*** Study material Section Begins ***
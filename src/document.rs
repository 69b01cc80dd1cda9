//! In-memory custom-element runtime.
//!
//! SYSTEM CONTEXT
//! ==============
//! Mirrors what the browser's `customElements` registry does for the real DOM:
//! definitions are keyed by tag and defined once, attaching a tree mounts every
//! defined element in it, and attribute changes are dispatched to the owning
//! definition. Elements created while rendering (the `<crdr-img>` icons of the
//! quick links) are upgraded as soon as they land in an attached tree.
//!
//! Used by the CLI for static rendering and by tests; the browser bridge relies
//! on the platform instead.

#[cfg(test)]
#[path = "document_test.rs"]
mod document_test;

use std::collections::HashMap;
use std::rc::Rc;

use crate::dom::Element;
use crate::element::CustomElement;
use crate::image::ImageElement;
use crate::quicklinks::QuickLinksElement;
use crate::registry::ImageRegistry;

/// Outcome of [`Document::define`].
#[derive(Debug, Clone, Copy, PartialEq, Eq)]
pub enum Definition {
    Defined,
    /// The tag already had a definition; the new one was ignored.
    AlreadyDefined,
}

/// Custom-element definitions plus the operations that drive their lifecycle.
#[derive(Default)]
pub struct Document {
    definitions: HashMap<&'static str, Rc<dyn CustomElement>>,
}

impl Document {
    #[must_use]
    pub fn new() -> Self {
        Self::default()
    }

    /// A document with `crdr-img` and `crdr-quicklinks` defined against
    /// `registry`.
    #[must_use]
    pub fn with_widgets(registry: Rc<ImageRegistry>) -> Self {
        let mut document = Self::new();
        document.define(Rc::new(ImageElement::new(registry)));
        document.define(Rc::new(QuickLinksElement::new()));
        document
    }

    /// Define `element` under its tag unless the tag is already taken.
    pub fn define(&mut self, element: Rc<dyn CustomElement>) -> Definition {
        let tag = element.tag();
        if self.definitions.contains_key(tag) {
            tracing::debug!(tag, "custom element already defined");
            return Definition::AlreadyDefined;
        }
        self.definitions.insert(tag, element);
        tracing::debug!(tag, "custom element defined");
        Definition::Defined
    }

    #[must_use]
    pub fn is_defined(&self, tag: &str) -> bool {
        self.definitions.contains_key(tag)
    }

    /// Attach `root` (and its subtree) to the document, mounting every
    /// defined element that was not already attached.
    pub fn attach(&self, root: &mut Element) {
        self.upgrade(root);
    }

    /// Detach `root`. Widgets have no teardown, so this only clears the
    /// connected state; re-attaching mounts them again.
    pub fn detach(&self, root: &mut Element) {
        root.set_connected(false);
    }

    /// Set an attribute and notify the element's definition.
    pub fn set_attribute(&self, element: &mut Element, name: &str, value: &str) {
        let old = element.set_attribute(name, value);
        self.attribute_changed(element, name, old.as_deref(), Some(value));
    }

    /// Remove an attribute and notify the element's definition.
    pub fn remove_attribute(&self, element: &mut Element, name: &str) {
        if let Some(old) = element.remove_attribute(name) {
            self.attribute_changed(element, name, Some(old.as_str()), None);
        }
    }

    /// Build `<tag attrs...>`, attach it and return its HTML.
    #[must_use]
    pub fn render_html(&self, tag: &str, attrs: &[(&str, &str)]) -> String {
        let mut element = Element::new(tag);
        for (name, value) in attrs {
            element.set_attribute(*name, *value);
        }
        self.attach(&mut element);
        element.to_html()
    }

    fn attribute_changed(&self, element: &mut Element, name: &str, old: Option<&str>, new: Option<&str>) {
        if let Some(definition) = self.definitions.get(element.tag()) {
            definition.on_attribute_change(element, name, old, new);
        }
        if element.is_connected() {
            for child in element.child_elements_mut() {
                self.upgrade(child);
            }
        }
    }

    fn upgrade(&self, element: &mut Element) {
        if !element.is_connected() {
            element.set_connected_shallow(true);
            if let Some(definition) = self.definitions.get(element.tag()) {
                definition.on_mount(element);
            }
        }
        for child in element.child_elements_mut() {
            self.upgrade(child);
        }
    }
}
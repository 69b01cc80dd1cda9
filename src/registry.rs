//! Image-kind registry: maps a `kind` string to the image source for it.
//!
//! SYSTEM CONTEXT
//! ==============
//! `<crdr-img>` elements look up their `kind` attribute here at render time.
//! An entry is either a literal source (usually a `data:` URI) or a producer
//! that computes the source from the element's attributes. Registration is
//! additive for the lifetime of the registry and the last write for a kind
//! wins.
//!
//! TRADE-OFFS
//! ==========
//! Widgets run on the single UI thread, so entries live behind a `RefCell`
//! and producers are `Rc` closures. The process-wide registry is therefore
//! thread-local rather than a locked static.

#[cfg(test)]
#[path = "registry_test.rs"]
mod registry_test;

use std::cell::RefCell;
use std::collections::{BTreeMap, HashMap};
use std::fmt;
use std::rc::Rc;

use serde_json::Value;

use crate::builtins;

/// Attribute name → value, as collected from an element at render time.
pub type AttributeMap = BTreeMap<String, String>;

/// Computes an image source from an element's attributes.
///
/// Producers registered from Rust are infallible; producers bridged from
/// JavaScript may throw or return a non-string, which surfaces as `Err`.
pub type Producer = Rc<dyn Fn(&AttributeMap) -> Result<String, String>>;

/// One registered image kind.
#[derive(Clone)]
pub enum ImageEntry {
    /// Source returned unchanged for every resolution.
    Literal(String),
    /// Source computed from the element's attributes.
    Producer(Producer),
    /// A value registered through a dynamically typed surface that is neither
    /// a string nor a function. Holds the value's type name.
    Unsupported(String),
}

impl ImageEntry {
    #[must_use]
    pub fn literal(source: impl Into<String>) -> Self {
        Self::Literal(source.into())
    }

    /// Wrap an infallible producer.
    pub fn producer<F>(f: F) -> Self
    where
        F: Fn(&AttributeMap) -> String + 'static,
    {
        Self::Producer(Rc::new(move |attrs: &AttributeMap| -> Result<String, String> { Ok(f(attrs)) }))
    }

    /// Wrap a producer that can fail with a human-readable reason.
    pub fn fallible<F>(f: F) -> Self
    where
        F: Fn(&AttributeMap) -> Result<String, String> + 'static,
    {
        Self::Producer(Rc::new(f))
    }

    #[must_use]
    pub fn unsupported(type_name: impl Into<String>) -> Self {
        Self::Unsupported(type_name.into())
    }

    /// Convert a manifest value: strings become literals, everything else is
    /// kept as an unsupported entry so resolution reports it.
    #[must_use]
    pub fn from_json(value: &Value) -> Self {
        match value {
            Value::String(source) => Self::literal(source.clone()),
            other => Self::unsupported(json_type_name(other)),
        }
    }
}

impl fmt::Debug for ImageEntry {
    fn fmt(&self, f: &mut fmt::Formatter<'_>) -> fmt::Result {
        match self {
            Self::Literal(source) => f.debug_tuple("Literal").field(&preview(source)).finish(),
            Self::Producer(_) => f.write_str("Producer(..)"),
            Self::Unsupported(type_name) => f.debug_tuple("Unsupported").field(type_name).finish(),
        }
    }
}

/// Reason a kind could not be turned into an image source.
#[derive(Debug, Clone, PartialEq, Eq, thiserror::Error)]
pub enum ResolveError {
    #[error("no generator for kind=\"{kind}\"")]
    UnknownKind { kind: String },
    #[error("generator for kind=\"{kind}\" has unsupported type `{found}`")]
    InvalidEntryType { kind: String, found: String },
    #[error("generator for kind=\"{kind}\" failed: {reason}")]
    ProducerFailed { kind: String, reason: String },
}

/// Error returned by [`ImageRegistry::load_manifest_str`] and
/// [`ImageRegistry::load_manifest`].
#[derive(Debug, thiserror::Error)]
pub enum ManifestError {
    #[error("invalid manifest JSON: {0}")]
    Json(#[from] serde_json::Error),
    #[error("manifest must be a JSON object mapping kind to source, found {0}")]
    NotAnObject(&'static str),
}

/// Mapping from kind to [`ImageEntry`].
#[derive(Debug, Default)]
pub struct ImageRegistry {
    entries: RefCell<HashMap<String, ImageEntry>>,
}

thread_local! {
    static GLOBAL: Rc<ImageRegistry> = Rc::new(ImageRegistry::with_builtins());
}

impl ImageRegistry {
    /// Create an empty registry.
    #[must_use]
    pub fn new() -> Self {
        Self::default()
    }

    /// Create a registry holding the built-in `logo:*` kinds.
    #[must_use]
    pub fn with_builtins() -> Self {
        let registry = Self::new();
        builtins::install(&registry);
        registry
    }

    /// The shared registry for this thread, seeded with the built-ins on
    /// first access. Only the composition root should reach for this; widgets
    /// receive their registry explicitly.
    #[must_use]
    pub fn global() -> Rc<Self> {
        GLOBAL.with(Rc::clone)
    }

    /// Insert or overwrite the entry for `kind`.
    pub fn register(&self, kind: impl Into<String>, entry: ImageEntry) {
        let kind = kind.into();
        tracing::trace!(kind = %kind, entry = ?entry, "register image kind");
        if self.entries.borrow_mut().insert(kind.clone(), entry).is_some() {
            tracing::debug!(kind = %kind, "image kind re-registered; previous entry replaced");
        }
    }

    /// Turn `kind` plus the element's attributes into an image source.
    pub fn resolve(&self, kind: &str, attrs: &AttributeMap) -> Result<String, ResolveError> {
        // Clone out of the map so producers may register while running.
        let entry = self.entries.borrow().get(kind).cloned();
        match entry {
            None => Err(ResolveError::UnknownKind { kind: kind.to_owned() }),
            Some(ImageEntry::Literal(source)) => Ok(source),
            Some(ImageEntry::Producer(produce)) => {
                produce(attrs).map_err(|reason| ResolveError::ProducerFailed { kind: kind.to_owned(), reason })
            }
            Some(ImageEntry::Unsupported(found)) => Err(ResolveError::InvalidEntryType { kind: kind.to_owned(), found }),
        }
    }

    #[must_use]
    pub fn contains(&self, kind: &str) -> bool {
        self.entries.borrow().contains_key(kind)
    }

    /// All registered kinds in sorted order.
    #[must_use]
    pub fn kinds(&self) -> Vec<String> {
        let mut kinds: Vec<String> = self.entries.borrow().keys().cloned().collect();
        kinds.sort();
        kinds
    }

    #[must_use]
    pub fn len(&self) -> usize {
        self.entries.borrow().len()
    }

    #[must_use]
    pub fn is_empty(&self) -> bool {
        self.entries.borrow().is_empty()
    }

    /// Register every `kind → source` pair of a JSON object. Returns the
    /// number of kinds registered.
    pub fn load_manifest(&self, manifest: &Value) -> Result<usize, ManifestError> {
        let Value::Object(map) = manifest else {
            return Err(ManifestError::NotAnObject(json_type_name(manifest)));
        };
        for (kind, value) in map {
            self.register(kind.clone(), ImageEntry::from_json(value));
        }
        tracing::debug!(count = map.len(), "loaded image manifest");
        Ok(map.len())
    }

    /// Parse and load a JSON manifest.
    pub fn load_manifest_str(&self, raw: &str) -> Result<usize, ManifestError> {
        let manifest: Value = serde_json::from_str(raw)?;
        self.load_manifest(&manifest)
    }
}

fn json_type_name(value: &Value) -> &'static str {
    match value {
        Value::Null => "null",
        Value::Bool(_) => "boolean",
        Value::Number(_) => "number",
        Value::String(_) => "string",
        Value::Array(_) => "array",
        Value::Object(_) => "object",
    }
}

/// Short prefix of a source for debug output; data URIs run to kilobytes.
fn preview(source: &str) -> &str {
    const MAX: usize = 48;
    match source.char_indices().nth(MAX) {
        Some((end, _)) => &source[..end],
        None => source,
    }
}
*** Study material Section Ends ***
● **Instructions for the task**: Exactly as they stand, set down the lines from the top of the data through the line with "document.define(Rc::new(ImageElement::new(registry)));".

● **Result below**:
filename src/document.rs
repository 69b01cc80dd1cda9
//! In-memory custom-element runtime.
//!
//! SYSTEM CONTEXT
//! ==============
//! Mirrors what the browser's `customElements` registry does for the real DOM:
//! definitions are keyed by tag and defined once, attaching a tree mounts every
//! defined element in it, and attribute changes are dispatched to the owning
//! definition. Elements created while rendering (the `<crdr-img>` icons of the
//! quick links) are upgraded as soon as they land in an attached tree.
//!
//! Used by the CLI for static rendering and by tests; the browser bridge relies
//! on the platform instead.

#[cfg(test)]
#[path = "document_test.rs"]
mod document_test;

use std::collections::HashMap;
use std::rc::Rc;

use crate::dom::Element;
use crate::element::CustomElement;
use crate::image::ImageElement;
use crate::quicklinks::QuickLinksElement;
use crate::registry::ImageRegistry;

/// Outcome of [`Document::define`].
#[derive(Debug, Clone, Copy, PartialEq, Eq)]
pub enum Definition {
    Defined,
    /// The tag already had a definition; the new one was ignored.
    AlreadyDefined,
}

/// Custom-element definitions plus the operations that drive their lifecycle.
#[derive(Default)]
pub struct Document {
    definitions: HashMap<&'static str, Rc<dyn CustomElement>>,
}

impl Document {
    #[must_use]
    pub fn new() -> Self {
        Self::default()
    }

    /// A document with `crdr-img` and `crdr-quicklinks` defined against
    /// `registry`.
    #[must_use]
    pub fn with_widgets(registry: Rc<ImageRegistry>) -> Self {
        let mut document = Self::new();
        document.define(Rc::new(ImageElement::new(registry)));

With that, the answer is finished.